# Rigging a Tree Lounge so you can carry it like a backpack.....



## buckeroo (Nov 11, 2009)

I got my TL in the early 90's and I recall being a way to rig it so you can carry it on your back. I cant figure it out. Anyone know the quick and dirty how-to?


----------



## yellowhammer (Nov 11, 2009)

*Treelounge*

I`ve had a couple of them.They came with carrying straps.The loops went around the removable crossbar.I always bungeed the two pieces together.


----------



## TAG (Nov 11, 2009)

Mine has pack straps that are connected to the top stand section. One end is fixed on the stand the other strap end is slid over the end section that is removed (and replaced) when you are attaching the stand to the tree. I have the old style that was purchased about 10 years ago. It works but boy is that sucker heavy.


----------



## ga alan (Nov 11, 2009)

the new tree lounge is a lot lighter, i you like the old one, you will love the new ones, they are worth the money. my son got one at a pawn shop last year after season.................


----------



## RJY66 (Nov 11, 2009)

Maybe this will help you....

http://www.basspro.com/webapp/wcs/stores/servlet/Product_10151_-1_10001_55042____SearchResults


----------



## yellowhammer (Nov 12, 2009)

*Treelounge*

Sold all my Lounges.Too heavy.Been totin` em for 20 plus years.Went to API.Now I miss the Lounge.Think I`ll get a new lighter one.


----------



## vol man (Nov 12, 2009)

i have 2 older style ones.

they have 2 adjustable straps that are screwed to the stand that serve as back pack straps and then convert to catch straps while you are climbing so the foot part doesn't fall away from you.

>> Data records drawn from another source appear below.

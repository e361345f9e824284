#![forbid(unsafe_code)]

//! Derived-property invalidation: the collaborator the property bridge drives.
//!
//! # Design
//!
//! The bridge only needs one entry point, [`PropertyInvalidator::invalidate`].
//! Any property/dependency system can implement it. [`PropertyTable`] is the
//! reference implementation used by the bundled containers:
//!
//! - each [`PropertyKey`] has a dirty flag and an invalidation counter;
//! - property observers subscribe per key and are notified on every
//!   invalidation of that key;
//! - [`CachedProperty`] binds a compute function to a key and recomputes
//!   lazily on the next `get()` after an invalidation.
//!
//! `PropertyTable` uses `Rc<RefCell<..>>` for single-threaded shared
//! ownership. Property observers are stored as `Weak` callbacks and pruned
//! lazily during notification.
//!
//! # Invariants
//!
//! 1. Invalidation is a signal, never a recompute.
//! 2. Repeated invalidation before the next read is harmless: the key stays
//!    dirty and [`CachedProperty::get`] recomputes once.
//! 3. Property observers are notified in registration order.
//! 4. Dropping a [`PropertySubscription`] stops its callback before the next
//!    invalidation.

use std::cell::{Cell, RefCell};
use std::fmt;
use std::rc::{Rc, Weak};

/// The two derived properties every observable collection exposes.
#[derive(Debug, Clone, Copy, PartialEq, Eq, Hash)]
pub enum PropertyKey {
    /// Scalar size property. Invalidated only when the length may differ.
    Length,
    /// Catch-all "anything changed" marker, named `[]`.
    Contents,
}

impl PropertyKey {
    pub const ALL: [Self; 2] = [Self::Length, Self::Contents];

    #[must_use]
    pub const fn name(self) -> &'static str {
        match self {
            Self::Length => "length",
            Self::Contents => "[]",
        }
    }

    const fn index(self) -> usize {
        match self {
            Self::Length => 0,
            Self::Contents => 1,
        }
    }
}

impl fmt::Display for PropertyKey {
    fn fmt(&self, f: &mut fmt::Formatter<'_>) -> fmt::Result {
        f.write_str(self.name())
    }
}

/// Entry point the property bridge calls. Implementations must tolerate
/// repeated invalidation of the same key.
pub trait PropertyInvalidator {
    fn invalidate(&self, key: PropertyKey);
}

type CallbackRc = Rc<dyn Fn(PropertyKey)>;
type CallbackWeak = Weak<dyn Fn(PropertyKey)>;

#[derive(Debug, Default, Clone, Copy)]
struct Slot {
    dirty: bool,
    invalidations: u64,
}

struct TableInner {
    slots: [Slot; 2],
    subscribers: Vec<(PropertyKey, CallbackWeak)>,
}

/// Dirty flags, counters, and property observers for [`PropertyKey`]s.
///
/// Cloning a `PropertyTable` creates a new handle to the **same** table.
#[derive(Clone)]
pub struct PropertyTable {
    inner: Rc<RefCell<TableInner>>,
}

impl Default for PropertyTable {
    fn default() -> Self {
        Self::new()
    }
}

impl fmt::Debug for PropertyTable {
    fn fmt(&self, f: &mut fmt::Formatter<'_>) -> fmt::Result {
        let inner = self.inner.borrow();
        f.debug_struct("PropertyTable")
            .field("length", &inner.slots[PropertyKey::Length.index()])
            .field("contents", &inner.slots[PropertyKey::Contents.index()])
            .field("subscriber_count", &inner.subscribers.len())
            .finish()
    }
}

impl PropertyTable {
    /// Create a table with every key clean.
    #[must_use]
    pub fn new() -> Self {
        Self {
            inner: Rc::new(RefCell::new(TableInner {
                slots: [Slot::default(); 2],
                subscribers: Vec::new(),
            })),
        }
    }

    /// Whether `key` has been invalidated since it was last marked clean.
    #[must_use]
    pub fn is_dirty(&self, key: PropertyKey) -> bool {
        self.inner.borrow().slots[key.index()].dirty
    }

    /// Total invalidations of `key` over the table's lifetime.
    #[must_use]
    pub fn invalidation_count(&self, key: PropertyKey) -> u64 {
        self.inner.borrow().slots[key.index()].invalidations
    }

    /// Clear the dirty flag, e.g. after the dependent value was recomputed.
    pub fn mark_clean(&self, key: PropertyKey) {
        self.inner.borrow_mut().slots[key.index()].dirty = false;
    }

    /// Observe invalidations of `key`.
    ///
    /// Returns a [`PropertySubscription`] guard; dropping it unsubscribes.
    pub fn observe(&self, key: PropertyKey, callback: impl Fn(PropertyKey) + 'static) -> PropertySubscription {
        let strong: CallbackRc = Rc::new(callback);
        self.inner
            .borrow_mut()
            .subscribers
            .push((key, Rc::downgrade(&strong)));
        PropertySubscription { _guard: strong }
    }

    /// Number of registered property observers (including dead ones not
    /// yet pruned).
    #[must_use]
    pub fn subscriber_count(&self) -> usize {
        self.inner.borrow().subscribers.len()
    }

    fn notify(&self, key: PropertyKey) {
        let callbacks: Vec<CallbackRc> = {
            let mut inner = self.inner.borrow_mut();
            inner.subscribers.retain(|(_, w)| w.strong_count() > 0);
            inner
                .subscribers
                .iter()
                .filter(|(k, _)| *k == key)
                .filter_map(|(_, w)| w.upgrade())
                .collect()
        };
        for cb in &callbacks {
            cb(key);
        }
    }
}

impl PropertyInvalidator for PropertyTable {
    fn invalidate(&self, key: PropertyKey) {
        {
            let mut inner = self.inner.borrow_mut();
            let slot = &mut inner.slots[key.index()];
            slot.dirty = true;
            slot.invalidations += 1;
        }
        self.notify(key);
    }
}

/// RAII guard for a property observer.
///
/// Holds the only strong reference to the callback; the table keeps a
/// `Weak` that stops upgrading once this guard is dropped.
pub struct PropertySubscription {
    _guard: CallbackRc,
}

impl fmt::Debug for PropertySubscription {
    fn fmt(&self, f: &mut fmt::Formatter<'_>) -> fmt::Result {
        f.debug_struct("PropertySubscription").finish_non_exhaustive()
    }
}

struct CachedInner<T> {
    compute: Box<dyn Fn() -> T>,
    cached: Option<T>,
    version: u64,
}

/// A lazily recomputed value bound to one key of a [`PropertyTable`].
///
/// Becomes dirty whenever the key is invalidated; the next
/// [`get()`](Self::get) recomputes and caches the value.
///
/// Cloning a `CachedProperty` creates a new handle to the **same** cache.
pub struct CachedProperty<T> {
    inner: Rc<RefCell<CachedInner<T>>>,
    /// Kept outside the `RefCell` so an invalidation arriving while the
    /// compute function runs can still mark the value stale.
    dirty: Rc<Cell<bool>>,
    _subscription: Rc<PropertySubscription>,
}

impl<T> Clone for CachedProperty<T> {
    fn clone(&self) -> Self {
        Self {
            inner: Rc::clone(&self.inner),
            dirty: Rc::clone(&self.dirty),
            _subscription: Rc::clone(&self._subscription),
        }
    }
}

impl<T: fmt::Debug> fmt::Debug for CachedProperty<T> {
    fn fmt(&self, f: &mut fmt::Formatter<'_>) -> fmt::Result {
        let inner = self.inner.borrow();
        f.debug_struct("CachedProperty")
            .field("cached", &inner.cached)
            .field("dirty", &self.dirty.get())
            .field("version", &inner.version)
            .finish()
    }
}

impl<T: Clone + 'static> CachedProperty<T> {
    /// Bind `compute` to `key` of `table`. Nothing is computed until the
    /// first `get()`.
    pub fn bind(table: &PropertyTable, key: PropertyKey, compute: impl Fn() -> T + 'static) -> Self {
        let dirty = Rc::new(Cell::new(true));
        let flag = Rc::downgrade(&dirty);
        let subscription = table.observe(key, move |_| {
            if let Some(flag) = flag.upgrade() {
                flag.set(true);
            }
        });
        Self {
            inner: Rc::new(RefCell::new(CachedInner {
                compute: Box::new(compute),
                cached: None,
                version: 0,
            })),
            dirty,
            _subscription: Rc::new(subscription),
        }
    }

    /// Current value, recomputing first if the key was invalidated.
    ///
    /// # Panics
    ///
    /// Panics if the compute function calls `get()` on the same property.
    #[must_use]
    pub fn get(&self) -> T {
        let mut inner = self.inner.borrow_mut();
        if !self.dirty.get()
            && let Some(value) = &inner.cached
        {
            return value.clone();
        }
        self.dirty.set(false);
        let value = (inner.compute)();
        inner.cached = Some(value.clone());
        inner.version += 1;
        value
    }

    #[must_use]
    pub fn is_dirty(&self) -> bool {
        self.dirty.get()
    }

    /// Force the next `get()` to recompute.
    pub fn invalidate(&self) {
        self.dirty.set(true);
    }

    /// Number of recomputations so far.
    #[must_use]
    pub fn version(&self) -> u64 {
        self.inner.borrow().version
    }
}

the treelounge site has some good videos showing how to

http://www.treelounge.com/videos.htm


the best way to carry it is on the back of a 4 wheeler.  find a good spot and leave it in the woods till the end of season!


----------



## GT-40 GUY (Nov 12, 2009)

I'd like to know how to rig them so I don't fall asleep.

gt40


----------



## Will-dawg (Nov 12, 2009)

GT-40 GUY said:


> I'd like to know how to rig them so I don't fall asleep.
> 
> gt40



you aint lying

I have one of the older, so called "heavier" tree lounges that I hunt out of all the time.  I think it is very easy to carry long distances and set up.  And the two carry straps distribute the weight to where it doesn't feel like I'm carrying hardly anything.


----------



## Dead Eye Eddy (Nov 22, 2009)

Call the people at TL and ask them to send you a how-to video.  It shows Jim Hice going through the process both ways, and it's really good step-by-step.


----------



## southwoodshunter (Nov 22, 2009)

GT-40 GUY said:


> I'd like to know how to rig them so I don't fall asleep.
> 
> gt40


 
I agree !! I have had one for about 15 years & I love it, especially for WMA hunts, 
but's It's too comfortable.. but atleast you can stay longer.


----------



## 7MAGMIKE (Nov 22, 2009)

I do not mean to change the subject but I've owned mine for 25 years, great stand but I have gained a little weight (no jokes guys) and all gear and me weigh over the rated 300 lbs.  Probably about 325 lbs.  Would you guys chance it.  No I ain't gonna sell it to one of you funny guys to test it for me.


----------



## whitworth (Dec 5, 2009)

*I recall some 20 years ago*

watching the founder and his wife carry the tree lounge on their back, backpack size.


----------



## kinross (Dec 8, 2009)

i started hunting of the ground because every time i sat in the lounge i would go to sleep. its a little hard to kill deer when your eyes are closed. My TL is about 6 years old it needs some teeth on it to grip the tree a little better. i know carry it in a cabelas alaskan frame a lot more compfy than the add on straps


----------